The commercial and office building at Sögestrasse 62-64 is a striking representative of a freely historical - often baroqueizing as well as monumental style of the early 20th century that combines abstracted and historical architectural forms with modern construction methods.
A representative business and office building
The entrepreneur Siegfried Meyer, owner of the ready-made clothing store "Seidenhaus Koopmann", had a representative six-story business and office building built in 1910/11 by the Bremen architects Behrens and Neumark on the corner of Sögestraße and Knochenhauerstraße, which extended over six narrow lots in the old town. The Behrens and Neumark office, which existed between 1907 and 1935, specialized in commercial and office buildings and achieved outstanding results in this field in downtown Bremen.

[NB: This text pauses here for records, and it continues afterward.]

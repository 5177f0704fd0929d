//! Market-data source contract.
//!
//! A [`PriceSource`] turns a [`PriceRequest`] (ticker plus inclusive date
//! range) into a chronological [`PriceSeries`] of daily closes. Failures are
//! reported as a structured [`SourceError`] so the HTTP layer can log the
//! upstream detail and answer with a generic message.

use std::fmt::{Display, Formatter};
use std::future::Future;
use std::pin::Pin;

use crate::{DateRange, PriceSeries, Symbol};

/// Daily closes for `symbol` between the range bounds, inclusive.
#[derive(Debug, Clone, PartialEq, Eq)]
pub struct PriceRequest {
    pub symbol: Symbol,
    pub range: DateRange,
}

impl PriceRequest {
    pub const fn new(symbol: Symbol, range: DateRange) -> Self {
        Self { symbol, range }
    }
}

/// Market-data failure classification.
#[derive(Debug, Clone, Copy, PartialEq, Eq)]
pub enum SourceErrorKind {
    InvalidRequest,
    RateLimited,
    Unavailable,
    Upstream,
    Internal,
}

/// Structured market-data error.
#[derive(Debug, Clone, PartialEq, Eq)]
pub struct SourceError {
    kind: SourceErrorKind,
    message: String,
    retryable: bool,
}

impl SourceError {
    pub fn invalid_request(message: impl Into<String>) -> Self {
        Self::new(SourceErrorKind::InvalidRequest, message, false)
    }

    pub fn rate_limited(message: impl Into<String>) -> Self {
        Self::new(SourceErrorKind::RateLimited, message, true)
    }

    pub fn unavailable(message: impl Into<String>) -> Self {
        Self::new(SourceErrorKind::Unavailable, message, true)
    }

    /// The provider answered, but with an error payload instead of data.
    pub fn upstream(message: impl Into<String>) -> Self {
        Self::new(SourceErrorKind::Upstream, message, false)
    }

    pub fn internal(message: impl Into<String>) -> Self {
        Self::new(SourceErrorKind::Internal, message, false)
    }

    fn new(kind: SourceErrorKind, message: impl Into<String>, retryable: bool) -> Self {
        Self {
            kind,
            message: message.into(),
            retryable,
        }
    }

    pub const fn kind(&self) -> SourceErrorKind {
        self.kind
    }

    pub fn message(&self) -> &str {
        &self.message
    }

    pub const fn retryable(&self) -> bool {
        self.retryable
    }

    pub const fn code(&self) -> &'static str {
        match self.kind {
            SourceErrorKind::InvalidRequest => "source.invalid_request",
            SourceErrorKind::RateLimited => "source.rate_limited",
            SourceErrorKind::Unavailable => "source.unavailable",
            SourceErrorKind::Upstream => "source.upstream",
            SourceErrorKind::Internal => "source.internal",
        }
    }
}

impl Display for SourceError {
    fn fmt(&self, f: &mut Formatter<'_>) -> std::fmt::Result {
        write!(f, "{} ({})", self.message, self.code())
    }
}

impl std::error::Error for SourceError {}

/// Provider of historical daily closing prices.
pub trait PriceSource: Send + Sync {
    /// Short provider name used in logs.
    fn id(&self) -> &'static str;

    fn daily_closes<'a>(
        &'a self,
        req: PriceRequest,
    ) -> Pin<Box<dyn Future<Output = Result<PriceSeries, SourceError>> + Send + 'a>>;
}
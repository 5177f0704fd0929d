//! Endpoint handlers.
//!
//! Each price endpoint validates its body, loads the closing prices for the
//! requested range and runs one statistic over them. Validation and
//! statistics failures answer 400; market-data failures answer 500.

use std::future::Future;
use std::sync::Arc;
use std::time::Instant;

use axum::extract::rejection::JsonRejection;
use axum::extract::State;
use axum::Json;
use stockweb_core::{stats, CoreError, PriceRequest, PriceSeries, PriceSource};
use tracing::info;

use crate::error::{Action, ApiError};
use crate::models::{
    HealthResponse, LineRegressionResponse, MovingAverageQuery, MovingAverageResponse,
    ResistanceSupportResponse, StandardDeviationResponse, StockDataResponse, StockQuery,
    EMPTY_PAYLOAD,
};

/// Shared state handed to every handler.
#[derive(Clone)]
pub struct AppState {
    source: Arc<dyn PriceSource>,
    started_at: Instant,
}

impl AppState {
    pub fn new(source: Arc<dyn PriceSource>) -> Self {
        Self {
            source,
            started_at: Instant::now(),
        }
    }
}

/// A JSON body that may be absent, `null`, or malformed.
type Payload<T> = Result<Json<Option<T>>, JsonRejection>;

pub async fn health(State(state): State<AppState>) -> Json<HealthResponse> {
    Json(HealthResponse {
        status: "ok",
        version: env!("CARGO_PKG_VERSION"),
        source: state.source.id(),
        uptime_seconds: state.started_at.elapsed().as_secs(),
    })
}

pub async fn stock_data(
    State(state): State<AppState>,
    payload: Payload<StockQuery>,
) -> Result<Json<StockDataResponse>, ApiError> {
    let request = body(payload)?.into_price_request()?;

    respond(Action::FetchStockData, async {
        let series = load_series(&state, request).await?;
        Ok::<_, CoreError>(StockDataResponse::from_series(&series))
    })
    .await
}

pub async fn standard_deviation(
    State(state): State<AppState>,
    payload: Payload<StockQuery>,
) -> Result<Json<StandardDeviationResponse>, ApiError> {
    let request = body(payload)?.into_price_request()?;

    respond(Action::StandardDeviation, async {
        let closes = load_series(&state, request).await?.closes();
        Ok::<_, CoreError>(StandardDeviationResponse {
            standard_deviation: stats::standard_deviation(&closes)?,
        })
    })
    .await
}

pub async fn line_regression(
    State(state): State<AppState>,
    payload: Payload<StockQuery>,
) -> Result<Json<LineRegressionResponse>, ApiError> {
    let request = body(payload)?.into_price_request()?;

    respond(Action::LineRegression, async {
        let closes = load_series(&state, request).await?.closes();
        Ok::<_, CoreError>(LineRegressionResponse {
            regression: stats::linear_regression(&closes)?,
            stock_prices: closes,
        })
    })
    .await
}

pub async fn resistance_and_support(
    State(state): State<AppState>,
    payload: Payload<StockQuery>,
) -> Result<Json<ResistanceSupportResponse>, ApiError> {
    let request = body(payload)?.into_price_request()?;

    respond(Action::ResistanceAndSupport, async {
        let closes = load_series(&state, request).await?.closes();
        Ok::<_, CoreError>(ResistanceSupportResponse {
            resistance_and_support: stats::resistance_and_support(&closes)?,
        })
    })
    .await
}

pub async fn moving_average(
    State(state): State<AppState>,
    payload: Payload<MovingAverageQuery>,
) -> Result<Json<MovingAverageResponse>, ApiError> {
    let (request, period) = body(payload)?.into_parts()?;

    respond(Action::MovingAverage, async {
        let closes = load_series(&state, request).await?.closes();
        Ok::<_, CoreError>(MovingAverageResponse {
            moving_average: stats::moving_average(&closes, period)?,
        })
    })
    .await
}

fn body<T>(payload: Payload<T>) -> Result<T, ApiError> {
    match payload {
        Ok(Json(Some(body))) => Ok(body),
        Ok(Json(None)) => Err(ApiError::invalid_input(EMPTY_PAYLOAD)),
        Err(rejection) => Err(ApiError::invalid_input(rejection.body_text())),
    }
}

async fn load_series(state: &AppState, request: PriceRequest) -> Result<PriceSeries, CoreError> {
    let symbol = request.symbol.clone();
    let range = request.range;
    let series = state.source.daily_closes(request).await?;

    info!(
        source = state.source.id(),
        %symbol,
        start = %range.start(),
        end = %range.end(),
        sessions = series.len(),
        "loaded closing prices"
    );
    Ok(series)
}

async fn respond<T>(
    action: Action,
    work: impl Future<Output = Result<T, CoreError>>,
) -> Result<Json<T>, ApiError> {
    work.await
        .map(Json)
        .map_err(|error| ApiError::from_core(action, error))
}
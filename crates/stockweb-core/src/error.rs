use thiserror::Error;

use crate::source::SourceError;
use crate::stats::StatsError;

/// Validation errors for request inputs accepted by `stockweb-core`.
#[derive(Debug, Error, Clone, PartialEq, Eq)]
pub enum ValidationError {
    #[error("symbol cannot be empty")]
    EmptySymbol,
    #[error("symbol length {len} exceeds max {max}")]
    SymbolTooLong { len: usize, max: usize },
    #[error("symbol must start with an ASCII letter: '{ch}'")]
    SymbolInvalidStart { ch: char },
    #[error("symbol contains invalid character '{ch}' at index {index}")]
    SymbolInvalidChar { ch: char, index: usize },

    #[error("date must be ISO-8601 YYYY-MM-DD: '{value}'")]
    InvalidDate { value: String },
    #[error("start date {start} must not be after end date {end}")]
    InvertedDateRange { start: String, end: String },

    #[error("invalid output size '{value}', expected one of compact, full")]
    InvalidOutputSize { value: String },
}

/// Top-level error type for core operations.
#[derive(Debug, Error)]
pub enum CoreError {
    #[error(transparent)]
    Validation(#[from] ValidationError),

    #[error(transparent)]
    Stats(#[from] StatsError),

    #[error(transparent)]
    Source(#[from] SourceError),
}
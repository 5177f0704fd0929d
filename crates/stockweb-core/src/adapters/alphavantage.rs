use std::collections::BTreeMap;
use std::fmt::{Display, Formatter};
use std::future::Future;
use std::pin::Pin;
use std::str::FromStr;
use std::sync::Arc;
use std::time::Duration;

use serde::Deserialize;
use tracing::{debug, warn};

use crate::http_client::{HttpClient, HttpRequest, ReqwestHttpClient};
use crate::source::{PriceRequest, PriceSource, SourceError};
use crate::throttling::RequestBudget;
use crate::{ClosePoint, PriceSeries, TradingDate, ValidationError};

pub const DEFAULT_BASE_URL: &str = "https://www.alphavantage.co/query";

/// How much history `TIME_SERIES_DAILY` returns.
#[derive(Debug, Clone, Copy, Default, PartialEq, Eq)]
pub enum OutputSize {
    /// Latest 100 sessions.
    #[default]
    Compact,
    /// Full history (premium keys only on the current Alpha Vantage plans).
    Full,
}

impl OutputSize {
    pub const fn as_str(self) -> &'static str {
        match self {
            Self::Compact => "compact",
            Self::Full => "full",
        }
    }
}

impl Display for OutputSize {
    fn fmt(&self, f: &mut Formatter<'_>) -> std::fmt::Result {
        f.write_str(self.as_str())
    }
}

impl FromStr for OutputSize {
    type Err = ValidationError;

    fn from_str(value: &str) -> Result<Self, Self::Err> {
        match value.trim().to_ascii_lowercase().as_str() {
            "compact" => Ok(Self::Compact),
            "full" => Ok(Self::Full),
            _ => Err(ValidationError::InvalidOutputSize {
                value: value.to_owned(),
            }),
        }
    }
}

/// Connection settings for the Alpha Vantage REST API.
#[derive(Clone)]
pub struct AlphaVantageConfig {
    pub api_key: String,
    pub base_url: String,
    pub output_size: OutputSize,
    pub timeout_ms: u64,
    pub quota_limit: u32,
    pub quota_window: Duration,
}

impl Default for AlphaVantageConfig {
    fn default() -> Self {
        Self {
            api_key: String::from("demo"),
            base_url: String::from(DEFAULT_BASE_URL),
            output_size: OutputSize::Compact,
            timeout_ms: 5_000,
            quota_limit: 5,
            quota_window: Duration::from_secs(60),
        }
    }
}

impl std::fmt::Debug for AlphaVantageConfig {
    fn fmt(&self, f: &mut Formatter<'_>) -> std::fmt::Result {
        f.debug_struct("AlphaVantageConfig")
            .field("api_key", &"<redacted>")
            .field("base_url", &self.base_url)
            .field("output_size", &self.output_size)
            .field("timeout_ms", &self.timeout_ms)
            .field("quota_limit", &self.quota_limit)
            .field("quota_window", &self.quota_window)
            .finish()
    }
}

/// Daily closing prices from Alpha Vantage `TIME_SERIES_DAILY`.
#[derive(Clone)]
pub struct AlphaVantageAdapter {
    config: AlphaVantageConfig,
    http_client: Arc<dyn HttpClient>,
    budget: RequestBudget,
}

impl AlphaVantageAdapter {
    pub fn new(config: AlphaVantageConfig) -> Self {
        Self::with_http_client(config, Arc::new(ReqwestHttpClient::new()))
    }

    pub fn with_http_client(config: AlphaVantageConfig, http_client: Arc<dyn HttpClient>) -> Self {
        let budget = RequestBudget::new(config.quota_window, config.quota_limit);
        Self {
            config,
            http_client,
            budget,
        }
    }

    pub fn config(&self) -> &AlphaVantageConfig {
        &self.config
    }

    fn endpoint(&self, req: &PriceRequest) -> String {
        format!(
            "{}?function=TIME_SERIES_DAILY&symbol={}&outputsize={}&apikey={}",
            self.config.base_url,
            urlencoding::encode(req.symbol.as_str()),
            self.config.output_size,
            urlencoding::encode(&self.config.api_key),
        )
    }

    async fn fetch_daily_closes(&self, req: &PriceRequest) -> Result<PriceSeries, SourceError> {
        if let Err(delay) = self.budget.acquire() {
            return Err(SourceError::rate_limited(format!(
                "alphavantage request budget exhausted; retry in {:.2}s",
                delay.as_secs_f64()
            )));
        }

        debug!(
            symbol = %req.symbol,
            output_size = %self.config.output_size,
            "requesting alphavantage daily series"
        );

        let request = HttpRequest::get(self.endpoint(req))
            .with_header("accept", "application/json")
            .with_timeout_ms(self.config.timeout_ms);

        let response = self.http_client.execute(request).await.map_err(|error| {
            if error.retryable() {
                SourceError::unavailable(format!(
                    "alphavantage transport error: {}",
                    error.message()
                ))
            } else {
                SourceError::internal(format!("alphavantage transport error: {}", error.message()))
            }
        })?;

        if !response.is_success() {
            return Err(SourceError::unavailable(format!(
                "alphavantage returned status {}",
                response.status
            )));
        }

        let series = parse_daily_series(&response.body)?;
        let selected = series.within(&req.range);
        debug!(
            symbol = %req.symbol,
            received = series.len(),
            selected = selected.len(),
            "parsed alphavantage daily series"
        );

        Ok(selected)
    }
}

impl PriceSource for AlphaVantageAdapter {
    fn id(&self) -> &'static str {
        "alphavantage"
    }

    fn daily_closes<'a>(
        &'a self,
        req: PriceRequest,
    ) -> Pin<Box<dyn Future<Output = Result<PriceSeries, SourceError>> + Send + 'a>> {
        Box::pin(async move {
            if self.config.api_key.trim().is_empty() {
                return Err(SourceError::invalid_request(
                    "alphavantage api key must not be empty",
                ));
            }

            self.fetch_daily_closes(&req).await
        })
    }
}

/// Parses a `TIME_SERIES_DAILY` body into chronological closes.
///
/// Alpha Vantage answers HTTP 200 for application errors, so the payload is
/// inspected for its error keys before looking for the series.
pub fn parse_daily_series(body: &str) -> Result<PriceSeries, SourceError> {
    let payload: DailySeriesResponse = serde_json::from_str(body).map_err(|e| {
        SourceError::internal(format!("failed to parse alphavantage response: {e}"))
    })?;

    if let Some(message) = payload.error_message {
        warn!(%message, "alphavantage rejected the request");
        return Err(SourceError::upstream(format!(
            "alphavantage api error: {message}"
        )));
    }

    if let Some(message) = payload.note.or(payload.information) {
        warn!(%message, "alphavantage rate limit reached");
        return Err(SourceError::rate_limited(format!(
            "alphavantage rate limit exceeded: {message}"
        )));
    }

    let time_series = payload.time_series.ok_or_else(|| {
        SourceError::upstream("no time series data in alphavantage response")
    })?;

    let points = time_series
        .into_iter()
        .map(|(date, bar)| {
            let date = TradingDate::parse(&date).map_err(|e| {
                SourceError::internal(format!("invalid alphavantage session date: {e}"))
            })?;
            let close = bar
                .close
                .trim()
                .parse::<f64>()
                .ok()
                .filter(|close| close.is_finite())
                .ok_or_else(|| {
                    SourceError::internal(format!(
                        "invalid alphavantage close '{}' on {date}",
                        bar.close
                    ))
                })?;
            Ok::<_, SourceError>(ClosePoint::new(date, close))
        })
        .collect::<Result<Vec<_>, _>>()?;

    Ok(PriceSeries::from_points(points))
}

#[derive(Debug, Deserialize)]
struct DailySeriesResponse {
    #[serde(rename = "Error Message", default)]
    error_message: Option<String>,
    #[serde(rename = "Note", default)]
    note: Option<String>,
    #[serde(rename = "Information", default)]
    information: Option<String>,
    #[serde(rename = "Time Series (Daily)", default)]
    time_series: Option<BTreeMap<String, DailyBar>>,
}

#[derive(Debug, Deserialize)]
struct DailyBar {
    #[serde(rename = "4. close")]
    close: String,
}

The building gains a strong dynamic and a tension through the slight curvature, which is emphasized and at the same time absorbed by the static as well as block-like heaviness of the two triaxial corner risalites. The facade is characterized by a decorative variety of windows, whose arrangement conceals the room height and the floor plan of the interior. Originally, the two lower floors were mainly occupied by two large showrooms and salesrooms of the company Seidenhaus Koopmann. The upper floors contained rented office space and so-called “studios”.
A cultural monument in Bremen
The interior has undergone various changes due to a series of changes in ownership and use. However, with the exception of the modernized store floor, the facade still largely shows the original appearance of the building. As a relatively well-preserved, typical and representative commercial building of its time, the building of the office of Behrens and Neumark is a special work of architectural history. It is therefore a cultural monument for reasons of architectural art and history, the preservation of which is therefore particularly in the public interest.